A proposal to punish hazing victims as well as those who are doing
the hazing is under consideration at the school. It would surpass
hazing restrictions at other schools in the University of Maryland
system and include expulsion from school as a punishment option.

However, use of the judicial system can bring mixed results.

In mid-June, a Maryland District Court Judge Robert Horsey dropped
felony assault charges against four members of Kappa Alpha Psi
fraternity who were accused in the UMES incident. He said the pledges,
who paid $500 to join the fraternity, should have left the group — as
others did — once the hazing began.

“I think they should have gotten smarter…and gotten out,” said
Horsey in a Washington Post story. “I don’t think it’s a case of
assault that can be proven in court.”

The four fraternity members still face misdemeanor charges of hazing and reckless endangerment.

An incident at Bennett College provides another example of an
institution that tried to impose stricter penalties on those involved
in hazing incidents that the court would allow.

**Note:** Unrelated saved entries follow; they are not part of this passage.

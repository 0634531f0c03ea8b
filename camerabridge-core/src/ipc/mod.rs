//! IPC for daemon mode
//!
//! The daemon serves the bridge's control surface on a Unix socket. CLI
//! commands such as `enable`, `disable` and `status` are thin clients.

mod client;
mod protocol;
mod server;

pub use client::IpcClient;
pub use protocol::{IpcMessage, IpcResponse};
pub use server::IpcServer;

use std::path::{Path, PathBuf};

/// Environment variable overriding the socket path
pub const SOCKET_ENV: &str = "CAMERABRIDGE_SOCKET";

/// Get the IPC socket path
///
/// `$CAMERABRIDGE_SOCKET` wins, then a configured path, then
/// `$XDG_RUNTIME_DIR/camerabridge.sock`, then a per-user file in /tmp.
pub fn resolve_socket_path(configured: Option<&Path>) -> PathBuf {
    if let Some(path) = std::env::var_os(SOCKET_ENV).filter(|p| !p.is_empty()) {
        return PathBuf::from(path);
    }
    if let Some(path) = configured {
        return path.to_path_buf();
    }
    if let Ok(runtime_dir) = std::env::var("XDG_RUNTIME_DIR") {
        PathBuf::from(runtime_dir).join("camerabridge.sock")
    } else {
        // SAFETY: getuid() has no preconditions and cannot fail.
        let uid = unsafe { libc::getuid() };
        PathBuf::from(format!("/tmp/camerabridge-{}.sock", uid))
    }
}

/// Check if a daemon answers on the socket
pub async fn daemon_running(path: &Path) -> bool {
    if !path.exists() {
        return false;
    }

    match IpcClient::connect_to(path).await {
        Ok(mut client) => matches!(client.ping().await, Ok(true)),
        Err(_) => false,
    }
}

At the Greensboro, North Carolina, school, officials tried to bar
from the commencement ceremonies two members of the Alpha Kappa
sorority because of their alleged participation in a hazing incident. A
Guilford County Superior Court judge eventually ruled in favor of the
sorority members, saying exclusion from the graduation would cause the
students “irreparable injury” to their future careers and public
embarrasment.

In a recent article in the APA Monitor, contributor Dr. David
Wilder is quoted as advocating the following: putting adults into
fraternity and sorority houses, having gender integrates Greek clubs to
help offset insensitivity and sexual aggression, and limiting alcohol
consumption.

However, because Black fraternities and sororities seldom have
official housing on campus, these strategies have little impact on
them. The national organizations have a limited ability to control what
their chapter members do off-campus.

One fraternity, Omega Psi Phi, has taken the novel approach of
countersuing a former pledge who had filed suit claiming he had been
hazed by fraternity members.

“This is an attempt to protect the fraternity against individuals
who participate willingly in these activities, pop up injured, and then
seek to bring action against the fraternity,” says Emerson Carey, the
attorney who is representing Omega Psi Phi in the countersuit.

“We will not sit idly by and let Omega’s good name be tarnished and
our long record of service and community leadership be diminished,”
says Dr. Dorsey Miller, Omega’s Grand Basileus.

The following are suggestions national Greek organizations might
want to consider to send a clear and powerful message that hazing will
not be tolerated:

* Sit down with younger members and negotiate a difficult
nonviolent pledging process that undergraduates — and their big
brothers and sisters — will accept as legitimate.

* Create a Web site or 800 number, that is open to the public,
where pledges have to register in order to be officially entered into a
Greek organization’s membership rolls. This way the national offices
can control who gets to be listed as a “real” member and which chapters
can operate membership intake programs.

* Offer a substantial reward or scholarship for anyone who reports
hazing to the police. This would send a powerful message to young
members who believe they are upholding the fraternity’s or sorority’s
traditions.

* If necessary, hire detectives to infiltrate rogue chapters.

* Go to the criminal trials of members arrested for hazing and testify against them.